//! Stack declaration: descriptors, names, and exports.

use serde_json::json;

use stratus_engine::ExportSpec;
use stratus_graph::{GraphError, ResourceGraph};
use stratus_resource::{ResourceDescriptor, ResourceKind, Value};

use crate::config::StackConfig;

/// Logical names of the stack's resources.
pub mod names {
    /// Dead-letter topic for undeliverable notification events.
    pub const DEAD_LETTER_TOPIC: &str = "dead-letter-topic";
    /// Publish grant on the dead-letter topic for the message service.
    pub const DEAD_LETTER_TOPIC_PUBLISHER: &str = "dead-letter-topic-publisher";
    /// Subscription draining the dead-letter topic.
    pub const DEAD_LETTER_SUB: &str = "dead-letter-sub";
    /// Topic receiving bucket event notifications.
    pub const NOTIFICATION_TOPIC: &str = "notification-topic";
    /// Primary subscription on the notification topic.
    pub const NOTIFICATION_SUB: &str = "notification-sub";
    /// Subscribe grant on the primary subscription for the message
    /// service (dead-letter forwarding).
    pub const NOTIFICATION_SUB_SUBSCRIBER: &str = "notification-sub-subscriber";
    /// Publish grant on the notification topic for the storage service.
    pub const NOTIFICATION_TOPIC_PUBLISHER: &str = "notification-topic-publisher";
    /// Bucket collecting exported logs.
    pub const LOG_BUCKET: &str = "log-bucket";
    /// Bucket-event-to-topic notification wiring.
    pub const BUCKET_NOTIFICATION: &str = "bucket-notification";
    /// Audit-log sink writing into the bucket.
    pub const AUDIT_LOG_SINK: &str = "audit-log-sink";
    /// Write grant on the bucket for the sink's writer identity.
    pub const SINK_WRITER_BUCKET_MEMBER: &str = "sink-writer-bucket-member";
    /// Conditional: administrative grant on the bucket for the consumer.
    pub const CONSUMER_BUCKET_MEMBER: &str = "consumer-bucket-member";
    /// Conditional: subscribe grant on the subscription for the consumer.
    pub const CONSUMER_SUB_MEMBER: &str = "consumer-sub-member";
}

// Hand-tuned engine defaults, deliberately not exposed as inputs.
const ACK_DEADLINE_SECONDS: i64 = 60;
const MAX_DELIVERY_ATTEMPTS: i64 = 5;
const EVENT_TYPES: [&str; 1] = ["OBJECT_FINALIZE"];
const PAYLOAD_FORMAT: &str = "JSON_API_V1";
const BUCKET_LOCATION: &str = "US";
const AUDIT_LOG_FILTER: &str = concat!(
    r#"LOG_ID("cloudaudit.googleapis.com/activity") OR "#,
    r#"LOG_ID("externalaudit.googleapis.com/activity") OR "#,
    r#"LOG_ID("cloudaudit.googleapis.com/system_event") OR "#,
    r#"LOG_ID("externalaudit.googleapis.com/system_event") OR "#,
    r#"LOG_ID("cloudaudit.googleapis.com/access_transparency") OR "#,
    r#"LOG_ID("externalaudit.googleapis.com/access_transparency")"#,
);

const ROLE_PUBLISHER: &str = "roles/pubsub.publisher";
const ROLE_SUBSCRIBER: &str = "roles/pubsub.subscriber";
const ROLE_OBJECT_CREATOR: &str = "roles/storage.objectCreator";
const ROLE_OBJECT_ADMIN: &str = "roles/storage.objectAdmin";

/// Declares the full descriptor set for the bucket-notification stack.
///
/// The consumer grant pair is appended only when the configuration names
/// a non-empty consumer service account; the decision is made here, once,
/// so the graph handed to the engine is static for the whole run.
#[must_use]
pub fn bucket_notification_stack(config: &StackConfig) -> Vec<ResourceDescriptor> {
    let pubsub_principal = config.pubsub_principal();

    let mut descriptors = vec![
        ResourceDescriptor::new(ResourceKind::Topic, names::DEAD_LETTER_TOPIC)
            .property("name", Value::literal("bucket-notification-dl-topic")),
        ResourceDescriptor::new(ResourceKind::TopicIamMember, names::DEAD_LETTER_TOPIC_PUBLISHER)
            .property("topic", Value::reference(names::DEAD_LETTER_TOPIC, "name"))
            .property("role", Value::literal(ROLE_PUBLISHER))
            .property("member", Value::literal(pubsub_principal.clone())),
        ResourceDescriptor::new(ResourceKind::Subscription, names::DEAD_LETTER_SUB)
            .property("topic", Value::reference(names::DEAD_LETTER_TOPIC, "name"))
            .property("ack_deadline_seconds", Value::literal(ACK_DEADLINE_SECONDS)),
        ResourceDescriptor::new(ResourceKind::Topic, names::NOTIFICATION_TOPIC)
            .property("name", Value::literal("bucket-notification-topic")),
        ResourceDescriptor::new(ResourceKind::Subscription, names::NOTIFICATION_SUB)
            .property("topic", Value::reference(names::NOTIFICATION_TOPIC, "name"))
            .property("ack_deadline_seconds", Value::literal(ACK_DEADLINE_SECONDS))
            .property(
                "dead_letter_topic",
                Value::reference(names::DEAD_LETTER_TOPIC, "id"),
            )
            .property("max_delivery_attempts", Value::literal(MAX_DELIVERY_ATTEMPTS)),
        ResourceDescriptor::new(
            ResourceKind::SubscriptionIamMember,
            names::NOTIFICATION_SUB_SUBSCRIBER,
        )
        .property("subscription", Value::reference(names::NOTIFICATION_SUB, "name"))
        .property("role", Value::literal(ROLE_SUBSCRIBER))
        .property("member", Value::literal(pubsub_principal)),
        ResourceDescriptor::new(
            ResourceKind::TopicIamMember,
            names::NOTIFICATION_TOPIC_PUBLISHER,
        )
        .property("topic", Value::reference(names::NOTIFICATION_TOPIC, "name"))
        .property("role", Value::literal(ROLE_PUBLISHER))
        .property("member", Value::literal(config.storage_principal())),
        ResourceDescriptor::new(ResourceKind::Bucket, names::LOG_BUCKET)
            .property("location", Value::literal(BUCKET_LOCATION)),
        // The notification must not exist before the storage service may
        // publish to the topic, hence the explicit dependency on the
        // publish grant (which carries no data the notification needs).
        ResourceDescriptor::new(ResourceKind::BucketNotification, names::BUCKET_NOTIFICATION)
            .property("bucket", Value::reference(names::LOG_BUCKET, "name"))
            .property("topic", Value::reference(names::NOTIFICATION_TOPIC, "name"))
            .property("event_types", Value::literal(json!(EVENT_TYPES)))
            .property("payload_format", Value::literal(PAYLOAD_FORMAT))
            .depends_on(names::NOTIFICATION_TOPIC_PUBLISHER),
        // The sink destination is the bucket itself; the provider binding
        // renders the storage URL from the bucket name.
        ResourceDescriptor::new(ResourceKind::LogSink, names::AUDIT_LOG_SINK)
            .property("destination_bucket", Value::reference(names::LOG_BUCKET, "name"))
            .property("filter", Value::literal(AUDIT_LOG_FILTER)),
        ResourceDescriptor::new(ResourceKind::BucketIamMember, names::SINK_WRITER_BUCKET_MEMBER)
            .property("bucket", Value::reference(names::LOG_BUCKET, "name"))
            .property("role", Value::literal(ROLE_OBJECT_CREATOR))
            .property(
                "member",
                Value::reference(names::AUDIT_LOG_SINK, "writer_identity"),
            ),
    ];

    if let Some(consumer_principal) = config.consumer_principal() {
        descriptors.push(
            ResourceDescriptor::new(ResourceKind::BucketIamMember, names::CONSUMER_BUCKET_MEMBER)
                .property("bucket", Value::reference(names::LOG_BUCKET, "name"))
                .property("role", Value::literal(ROLE_OBJECT_ADMIN))
                .property("member", Value::literal(consumer_principal.clone())),
        );
        descriptors.push(
            ResourceDescriptor::new(
                ResourceKind::SubscriptionIamMember,
                names::CONSUMER_SUB_MEMBER,
            )
            .property("subscription", Value::reference(names::NOTIFICATION_SUB, "name"))
            .property("role", Value::literal(ROLE_SUBSCRIBER))
            .property("member", Value::literal(consumer_principal)),
        );
    }

    descriptors
}

/// Builds the validated dependency graph for the stack.
///
/// # Errors
///
/// Returns a [`GraphError`] if the declaration is malformed; with a
/// well-formed [`StackConfig`] this does not happen.
pub fn build_graph(config: &StackConfig) -> Result<ResourceGraph, GraphError> {
    ResourceGraph::build(bucket_notification_stack(config))
}

/// The stack's export surface.
#[must_use]
pub fn export_list() -> Vec<ExportSpec> {
    vec![
        ExportSpec::new("subscriptionId", names::NOTIFICATION_SUB, "id"),
        ExportSpec::new("bucketId", names::LOG_BUCKET, "id"),
    ]
}

#[cfg(test)]
mod tests {
    use super::*;
    use stratus_engine::{Executor, ResourceStatus, RetryPolicy};
    use stratus_provider::{ApplyError, MemoryProvider};

    fn config(consumer: Option<&str>) -> StackConfig {
        StackConfig {
            project_number: "123456".to_string(),
            storage_service_account: "gcs@example.iam".to_string(),
            consumer_service_account: consumer.map(str::to_string),
        }
    }

    fn executor() -> Executor {
        Executor::new().with_retry_policy(RetryPolicy::without_delay(4))
    }

    #[test]
    fn consumer_grants_are_declared_only_when_configured() {
        let without = bucket_notification_stack(&config(None));
        assert!(!without.iter().any(|d| d.name() == names::CONSUMER_BUCKET_MEMBER));
        assert!(!without.iter().any(|d| d.name() == names::CONSUMER_SUB_MEMBER));

        let with = bucket_notification_stack(&config(Some("consumer@example.iam")));
        assert!(with.iter().any(|d| d.name() == names::CONSUMER_BUCKET_MEMBER));
        assert!(with.iter().any(|d| d.name() == names::CONSUMER_SUB_MEMBER));
        assert_eq!(with.len(), without.len() + 2);
    }

    #[test]
    fn empty_consumer_account_adds_no_grants() {
        let descriptors = bucket_notification_stack(&config(Some("")));
        assert!(!descriptors.iter().any(|d| d.name() == names::CONSUMER_BUCKET_MEMBER));
    }

    #[test]
    fn the_stack_graph_builds() {
        let graph = build_graph(&config(Some("consumer@example.iam"))).expect("graph builds");
        assert_eq!(graph.len(), 13);
    }

    #[tokio::test]
    async fn converges_and_exports_without_a_consumer() {
        let graph = build_graph(&config(None)).expect("graph builds");
        let provider = MemoryProvider::new();
        let report = executor().run(&graph, &provider).await;

        assert!(report.converged());
        assert_eq!(report.materialized_count(), 11);
        assert_eq!(provider.apply_calls(names::CONSUMER_BUCKET_MEMBER), 0);
        assert_eq!(provider.apply_calls(names::CONSUMER_SUB_MEMBER), 0);

        let outputs = report.export(&export_list()).expect("export");
        assert_eq!(
            outputs.get("subscriptionId"),
            report
                .outputs(names::NOTIFICATION_SUB)
                .and_then(|o| o.get("id"))
        );
        assert_eq!(
            outputs.get("bucketId"),
            report.outputs(names::LOG_BUCKET).and_then(|o| o.get("id"))
        );
    }

    #[tokio::test]
    async fn converges_with_consumer_grants_after_their_targets() {
        let graph = build_graph(&config(Some("consumer@example.iam"))).expect("graph builds");
        let provider = MemoryProvider::new();
        let report = executor().run(&graph, &provider).await;

        assert!(report.converged());
        assert_eq!(
            report.status(names::CONSUMER_BUCKET_MEMBER),
            Some(&ResourceStatus::Materialized)
        );
        assert_eq!(
            report.status(names::CONSUMER_SUB_MEMBER),
            Some(&ResourceStatus::Materialized)
        );
        assert_eq!(provider.creating_calls(names::CONSUMER_BUCKET_MEMBER), 1);
        assert_eq!(provider.creating_calls(names::CONSUMER_SUB_MEMBER), 1);
    }

    #[tokio::test]
    async fn rerunning_the_stack_is_idempotent() {
        let graph = build_graph(&config(Some("consumer@example.iam"))).expect("graph builds");
        let provider = MemoryProvider::new();
        let executor = executor();

        assert!(executor.run(&graph, &provider).await.converged());
        assert!(executor.run(&graph, &provider).await.converged());

        for descriptor in graph.descriptors() {
            assert_eq!(
                provider.creating_calls(descriptor.name()),
                1,
                "{} must be created exactly once",
                descriptor.name()
            );
        }
    }

    #[tokio::test]
    async fn sink_survives_two_transient_failures() {
        let graph = build_graph(&config(None)).expect("graph builds");
        let provider = MemoryProvider::new();
        provider.fail_next(names::AUDIT_LOG_SINK, 2, ApplyError::transient("quota"));

        let report = executor().run(&graph, &provider).await;

        assert!(report.converged());
        assert_eq!(
            report.status(names::AUDIT_LOG_SINK),
            Some(&ResourceStatus::Materialized)
        );
        assert_eq!(provider.apply_calls(names::AUDIT_LOG_SINK), 3);
        // The grant fed by the sink's writer identity still materialized.
        assert_eq!(
            report.status(names::SINK_WRITER_BUCKET_MEMBER),
            Some(&ResourceStatus::Materialized)
        );
    }

    #[tokio::test]
    async fn bucket_failure_skips_the_sink_chain_but_not_the_topics() {
        let graph = build_graph(&config(None)).expect("graph builds");
        let provider = MemoryProvider::new();
        provider.fail_next(
            names::LOG_BUCKET,
            1,
            ApplyError::PermissionDenied("denied".to_string()),
        );

        let report = executor().run(&graph, &provider).await;

        assert!(!report.converged());
        assert!(matches!(
            report.status(names::LOG_BUCKET),
            Some(ResourceStatus::Failed { .. })
        ));
        for skipped in [
            names::BUCKET_NOTIFICATION,
            names::AUDIT_LOG_SINK,
            names::SINK_WRITER_BUCKET_MEMBER,
        ] {
            assert!(
                matches!(report.status(skipped), Some(ResourceStatus::Skipped { .. })),
                "{skipped} should be skipped"
            );
            assert_eq!(provider.apply_calls(skipped), 0);
        }
        assert_eq!(
            report.status(names::NOTIFICATION_SUB),
            Some(&ResourceStatus::Materialized)
        );
    }
}
//! Cooperative cancellation of a running convergence.

use std::sync::Arc;
use std::sync::atomic::{AtomicBool, Ordering};

/// Shared cancellation flag for a convergence run.
///
/// Cancellation is cooperative: once triggered, the executor issues no
/// new provider calls, but lets in-flight calls finish so that created
/// resources are still recorded. Clones share the same flag.
///
/// # Example
///
/// ```
/// use stratus_engine::CancelHandle;
///
/// let cancel = CancelHandle::new();
/// let shared = cancel.clone();
/// shared.cancel();
/// assert!(cancel.is_cancelled());
/// ```
#[derive(Debug, Clone, Default)]
pub struct CancelHandle {
    cancelled: Arc<AtomicBool>,
}

impl CancelHandle {
    /// Creates a handle that is not cancelled.
    #[must_use]
    pub fn new() -> Self {
        Self::default()
    }

    /// Signals cancellation to every clone of this handle.
    pub fn cancel(&self) {
        self.cancelled.store(true, Ordering::Release);
    }

    /// Returns `true` once any clone has cancelled.
    #[must_use]
    pub fn is_cancelled(&self) -> bool {
        self.cancelled.load(Ordering::Acquire)
    }
}
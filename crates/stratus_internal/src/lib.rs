//! # Stratus Internal Library
//!
//! Re-exports the core Stratus crates for convenience.

/// Layer 1: resource model primitives.
pub use stratus_resource;

/// Layer 2: dependency graph construction.
pub use stratus_graph;

/// Layer 3: convergence execution.
pub use stratus_engine;

/// Provider capability boundary and in-memory implementation.
pub use stratus_provider;

/// Layer 4: the bucket-notification stack.
pub use stratus_stack;

/// Re-export all common types for easy access.
pub mod prelude {
    pub use stratus_engine::prelude::*;
    pub use stratus_graph::prelude::*;
    pub use stratus_provider::prelude::*;
    pub use stratus_resource::prelude::*;
    pub use stratus_stack::{StackConfig, build_graph, export_list};
}
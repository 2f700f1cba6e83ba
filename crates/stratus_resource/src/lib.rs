//! Resource model primitives for Stratus (Layer 1).
//!
//! `stratus_resource` defines the declarative vocabulary the rest of the
//! stack is built from: what a desired resource looks like, how one
//! resource's properties may refer to another resource's outputs, and how
//! resolved identifiers are collected for consumers.
//!
//! # Core Concepts
//!
//! - [`ResourceKind`] - Closed set of provisionable resource kinds
//! - [`ResourceDescriptor`] - Immutable definition of one desired resource
//! - [`Value`] - A literal property value or a deferred cross-resource reference
//! - [`Resolution`] - Outcome of resolving a value against captured outputs
//! - [`OutputSet`] - Resolved identifiers exported at the end of a run
//!
//! # Architecture
//!
//! This crate is Layer 1 of the Stratus architecture:
//!
//! - **Layer 1** (`stratus_resource`): resource model primitives (this crate)
//! - **Layer 2** (`stratus_graph`): dependency graph construction
//! - **Layer 3** (`stratus_engine`): convergence execution
//! - **Layer 4** (`stratus_stack`): concrete resource stacks

/// Resource descriptors and property bags.
pub mod descriptor;

/// The closed set of resource kinds.
pub mod kind;

/// Exported output sets.
pub mod output;

/// Property values and deferred reference resolution.
pub mod value;

/// Re-export all common types for easy access.
pub mod prelude {
    pub use crate::descriptor::{Properties, ResolvedProperties, ResourceDescriptor};
    pub use crate::kind::ResourceKind;
    pub use crate::output::OutputSet;
    pub use crate::value::{OutputLookup, Resolution, Value};
}

pub use descriptor::{Properties, ResolvedProperties, ResourceDescriptor};
pub use kind::ResourceKind;
pub use output::OutputSet;
pub use value::{OutputLookup, Resolution, Value};
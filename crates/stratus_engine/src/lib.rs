//! Convergence execution for Stratus (Layer 3).
//!
//! `stratus_engine` walks a validated [`ResourceGraph`] in dependency
//! order and drives a [`ResourceProvider`] until the live state matches
//! the declared one. Independent resources are applied concurrently;
//! transient provider failures are retried with bounded exponential
//! backoff; a fatal failure skips the failed resource's transitive
//! dependents while unrelated subtrees run to completion.
//!
//! # Example
//!
//! ```ignore
//! use stratus_engine::{Executor, ExportSpec};
//!
//! let executor = Executor::new();
//! let report = executor.run(&graph, &provider).await;
//! if report.converged() {
//!     let outputs = report.export(&[
//!         ExportSpec::new("bucketId", "log-bucket", "id"),
//!     ])?;
//! }
//! ```
//!
//! [`ResourceGraph`]: stratus_graph::ResourceGraph
//! [`ResourceProvider`]: stratus_provider::ResourceProvider

/// Cooperative cancellation of a running convergence.
pub mod cancel;

/// The convergence executor and per-node state machine.
pub mod executor;

/// Run reports and output export.
pub mod report;

/// Retry policy for transient provider failures.
pub mod retry;

/// Re-export all common types for easy access.
pub mod prelude {
    pub use crate::cancel::CancelHandle;
    pub use crate::executor::Executor;
    pub use crate::report::{ConvergenceReport, ExportError, ExportSpec, ResourceStatus};
    pub use crate::retry::RetryPolicy;
}

pub use cancel::CancelHandle;
pub use executor::Executor;
pub use report::{ConvergenceReport, ExportError, ExportSpec, ResourceStatus};
pub use retry::RetryPolicy;
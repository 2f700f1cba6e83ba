//! The closed set of resource kinds Stratus knows how to converge.
//!
//! Kinds fall into two idempotency regimes. Most kinds are
//! *create-or-adopt*: re-applying an identical definition adopts the
//! existing resource, while a divergent definition is configuration drift.
//! IAM membership kinds are *set-additive*: granting the same principal the
//! same role twice is a no-op success.

use core::fmt;

use serde::{Deserialize, Serialize};

/// Kind of a provisionable resource.
#[derive(Debug, Clone, Copy, PartialEq, Eq, Hash, Serialize, Deserialize)]
pub enum ResourceKind {
    /// A message topic.
    Topic,
    /// A pull subscription on a topic.
    Subscription,
    /// An object storage bucket.
    Bucket,
    /// A bucket-event-to-topic notification wiring.
    BucketNotification,
    /// A log-export sink writing into a bucket.
    LogSink,
    /// A role grant to one principal on a topic.
    TopicIamMember,
    /// A role grant to one principal on a subscription.
    SubscriptionIamMember,
    /// A role grant to one principal on a bucket.
    BucketIamMember,
}

impl ResourceKind {
    /// Returns `true` for IAM membership kinds, which are applied
    /// set-additively rather than created-or-adopted.
    #[must_use]
    pub fn is_membership_grant(&self) -> bool {
        matches!(
            self,
            ResourceKind::TopicIamMember
                | ResourceKind::SubscriptionIamMember
                | ResourceKind::BucketIamMember
        )
    }

    /// Returns the stable string form used in logs and provider keys.
    #[must_use]
    pub fn as_str(&self) -> &'static str {
        match self {
            ResourceKind::Topic => "topic",
            ResourceKind::Subscription => "subscription",
            ResourceKind::Bucket => "bucket",
            ResourceKind::BucketNotification => "bucket_notification",
            ResourceKind::LogSink => "log_sink",
            ResourceKind::TopicIamMember => "topic_iam_member",
            ResourceKind::SubscriptionIamMember => "subscription_iam_member",
            ResourceKind::BucketIamMember => "bucket_iam_member",
        }
    }
}

impl fmt::Display for ResourceKind {
    fn fmt(&self, f: &mut fmt::Formatter<'_>) -> fmt::Result {
        f.write_str(self.as_str())
    }
}
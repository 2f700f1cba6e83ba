//! Property values and deferred reference resolution.
//!
//! A [`Value`] is either a literal or a reference to an attribute of
//! another resource's outputs. References stay symbolic until the
//! referenced resource has materialized; resolving one before that yields
//! [`Resolution::Unresolved`], which callers must treat as "not ready
//! yet", never as a failure.

use serde::{Deserialize, Serialize};

/// A property value in a resource definition.
#[derive(Debug, Clone, PartialEq, Serialize, Deserialize)]
#[serde(rename_all = "snake_case")]
pub enum Value {
    /// A concrete JSON value known at definition time.
    Literal(serde_json::Value),
    /// A deferred reference to an output attribute of another resource.
    Ref {
        /// Logical name of the referenced resource.
        resource: String,
        /// Output attribute to read once the resource has materialized
        /// (e.g. `"name"`, `"id"`, `"writer_identity"`).
        attribute: String,
    },
}

impl Value {
    /// Creates a literal value.
    #[must_use]
    pub fn literal(value: impl Into<serde_json::Value>) -> Self {
        Value::Literal(value.into())
    }

    /// Creates a deferred reference to `resource`'s output `attribute`.
    #[must_use]
    pub fn reference(resource: impl Into<String>, attribute: impl Into<String>) -> Self {
        Value::Ref {
            resource: resource.into(),
            attribute: attribute.into(),
        }
    }

    /// Returns the logical name this value refers to, if it is a reference.
    #[must_use]
    pub fn referenced_resource(&self) -> Option<&str> {
        match self {
            Value::Literal(_) => None,
            Value::Ref { resource, .. } => Some(resource),
        }
    }

    /// Resolves this value against captured outputs.
    ///
    /// Literals resolve immediately. A reference resolves only once the
    /// lookup can produce the referenced attribute; otherwise the
    /// reference is reported back as [`Resolution::Unresolved`].
    #[must_use]
    pub fn resolve(&self, outputs: &dyn OutputLookup) -> Resolution {
        match self {
            Value::Literal(value) => Resolution::Resolved(value.clone()),
            Value::Ref {
                resource,
                attribute,
            } => match outputs.output(resource, attribute) {
                Some(value) => Resolution::Resolved(value.clone()),
                None => Resolution::Unresolved {
                    resource: resource.clone(),
                    attribute: attribute.clone(),
                },
            },
        }
    }
}

/// Outcome of resolving a [`Value`].
#[derive(Debug, Clone, PartialEq)]
pub enum Resolution {
    /// The value is concrete.
    Resolved(serde_json::Value),
    /// The referenced resource has not materialized the attribute yet.
    ///
    /// This is data, not an error: the caller is expected to wait for the
    /// referenced resource rather than fail.
    Unresolved {
        /// Logical name of the referenced resource.
        resource: String,
        /// The attribute that could not be read.
        attribute: String,
    },
}

impl Resolution {
    /// Returns the concrete value, if resolved.
    #[must_use]
    pub fn resolved(self) -> Option<serde_json::Value> {
        match self {
            Resolution::Resolved(value) => Some(value),
            Resolution::Unresolved { .. } => None,
        }
    }
}

/// Read access to the output attributes of materialized resources.
///
/// Implemented by the execution engine over its captured outputs; tests
/// can implement it over a plain map.
pub trait OutputLookup {
    /// Returns `resource`'s output `attribute`, if the resource has
    /// materialized and produced that attribute.
    fn output(&self, resource: &str, attribute: &str) -> Option<&serde_json::Value>;
}

impl OutputLookup for std::collections::HashMap<(String, String), serde_json::Value> {
    fn output(&self, resource: &str, attribute: &str) -> Option<&serde_json::Value> {
        self.get(&(resource.to_string(), attribute.to_string()))
    }
}
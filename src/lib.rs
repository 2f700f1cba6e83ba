//! A dependency-ordered, idempotent convergence engine for declarative
//! cloud resource graphs.
//!

pub use stratus_internal::*;

/// Re-export all common types for easy access.
pub mod prelude {
    pub use stratus_internal::prelude::*;
}
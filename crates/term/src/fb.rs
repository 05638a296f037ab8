//! Framebuffer and style types for terminal rendering.

/// 24-bit RGB color.
#[derive(Debug, Clone, Copy, PartialEq, Eq, Default)]
pub struct Rgb {
    pub r: u8,
    pub g: u8,
    pub b: u8,
}

impl Rgb {
    pub const fn new(r: u8, g: u8, b: u8) -> Self {
        Self { r, g, b }
    }
}

/// Minimal per-glyph styling.
#[derive(Debug, Clone, Copy, PartialEq, Eq)]
pub struct CellStyle {
    pub fg: Rgb,
    pub bg: Rgb,
    pub bold: bool,
}

impl CellStyle {
    pub const fn fg(fg: Rgb) -> Self {
        Self {
            fg,
            bg: Rgb::new(0, 0, 0),
            bold: false,
        }
    }

    pub fn bold(self) -> Self {
        Self { bold: true, ..self }
    }
}

impl Default for CellStyle {
    fn default() -> Self {
        Self::fg(Rgb::new(220, 220, 220))
    }
}

/// A single styled terminal character.
#[derive(Debug, Clone, Copy, PartialEq, Eq)]
pub struct Glyph {
    pub ch: char,
    pub style: CellStyle,
}

impl Glyph {
    pub const fn new(ch: char, style: CellStyle) -> Self {
        Self { ch, style }
    }
}

impl Default for Glyph {
    fn default() -> Self {
        Self::new(' ', CellStyle::default())
    }
}

/// 2D framebuffer of styled glyphs, row-major.
#[derive(Debug, Clone, PartialEq, Eq)]
pub struct FrameBuffer {
    width: u16,
    height: u16,
    glyphs: Vec<Glyph>,
}

impl FrameBuffer {
    pub fn new(width: u16, height: u16) -> Self {
        let len = (width as usize) * (height as usize);
        Self {
            width,
            height,
            glyphs: vec![Glyph::default(); len],
        }
    }

    pub fn width(&self) -> u16 {
        self.width
    }

    pub fn height(&self) -> u16 {
        self.height
    }

    /// Resize the framebuffer.
    ///
    /// This preserves the underlying allocation when possible.
    pub fn resize(&mut self, width: u16, height: u16) {
        if self.width == width && self.height == height {
            return;
        }
        self.width = width;
        self.height = height;
        self.glyphs
            .resize((width as usize) * (height as usize), Glyph::default());
    }

    pub fn glyphs(&self) -> &[Glyph] {
        &self.glyphs
    }

    #[inline(always)]
    fn idx(&self, x: u16, y: u16) -> Option<usize> {
        if x >= self.width || y >= self.height {
            return None;
        }
        Some((y as usize) * (self.width as usize) + (x as usize))
    }

    pub fn get(&self, x: u16, y: u16) -> Option<Glyph> {
        self.idx(x, y).map(|i| self.glyphs[i])
    }

    /// Write a glyph; positions outside the buffer are dropped.
    pub fn set(&mut self, x: u16, y: u16, glyph: Glyph) {
        if let Some(i) = self.idx(x, y) {
            self.glyphs[i] = glyph;
        }
    }

    /// Signed variant of [`FrameBuffer::set`] for geometry that may start off-screen.
    pub fn set_signed(&mut self, x: i32, y: i32, glyph: Glyph) {
        if let (Ok(x), Ok(y)) = (u16::try_from(x), u16::try_from(y)) {
            self.set(x, y, glyph);
        }
    }

    pub fn clear(&mut self, glyph: Glyph) {
        self.glyphs.fill(glyph);
    }

    pub fn put_char(&mut self, x: u16, y: u16, ch: char, style: CellStyle) {
        self.set(x, y, Glyph::new(ch, style));
    }

    pub fn put_str(&mut self, x: u16, y: u16, s: &str, style: CellStyle) {
        for (i, ch) in s.chars().enumerate() {
            let cx = x as usize + i;
            if cx >= self.width as usize {
                break;
            }
            self.put_char(cx as u16, y, ch, style);
        }
    }

    /// Row text as a string (tests and diagnostics).
    pub fn row_text(&self, y: u16) -> String {
        (0..self.width)
            .filter_map(|x| self.get(x, y))
            .map(|g| g.ch)
            .collect()
    }
}

#[cfg(test)]
mod tests {
    use super::*;

    #[test]
    fn out_of_bounds_writes_are_dropped() {
        let mut fb = FrameBuffer::new(3, 2);
        fb.put_char(3, 0, 'x', CellStyle::default());
        fb.set_signed(-1, 0, Glyph::new('x', CellStyle::default()));
        assert!(fb.glyphs().iter().all(|g| g.ch == ' '));
    }

    #[test]
    fn put_str_clips_at_right_edge() {
        let mut fb = FrameBuffer::new(4, 1);
        fb.put_str(1, 0, "abcdef", CellStyle::default());
        assert_eq!(fb.row_text(0), " abc");
    }

    #[test]
    fn resize_keeps_requested_dimensions() {
        let mut fb = FrameBuffer::new(2, 2);
        fb.resize(5, 3);
        assert_eq!((fb.width(), fb.height()), (5, 3));
        assert_eq!(fb.glyphs().len(), 15);
    }
}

====

### EXERCISE INSTRUCTIONS
Using the entries above, output exactly the lines between the line holding "self.idx(x, y).map(|i| self.glyphs[i])" and the line holding "may start off-screen.", end lines included, and nothing more.

### ANSWER TO THIS TASK
        self.idx(x, y).map(|i| self.glyphs[i])
    }

    /// Write a glyph; positions outside the buffer are dropped.
    pub fn set(&mut self, x: u16, y: u16, glyph: Glyph) {
        if let Some(i) = self.idx(x, y) {
            self.glyphs[i] = glyph;
        }
    }

    /// Signed variant of [`FrameBuffer::set`] for geometry that may start off-screen.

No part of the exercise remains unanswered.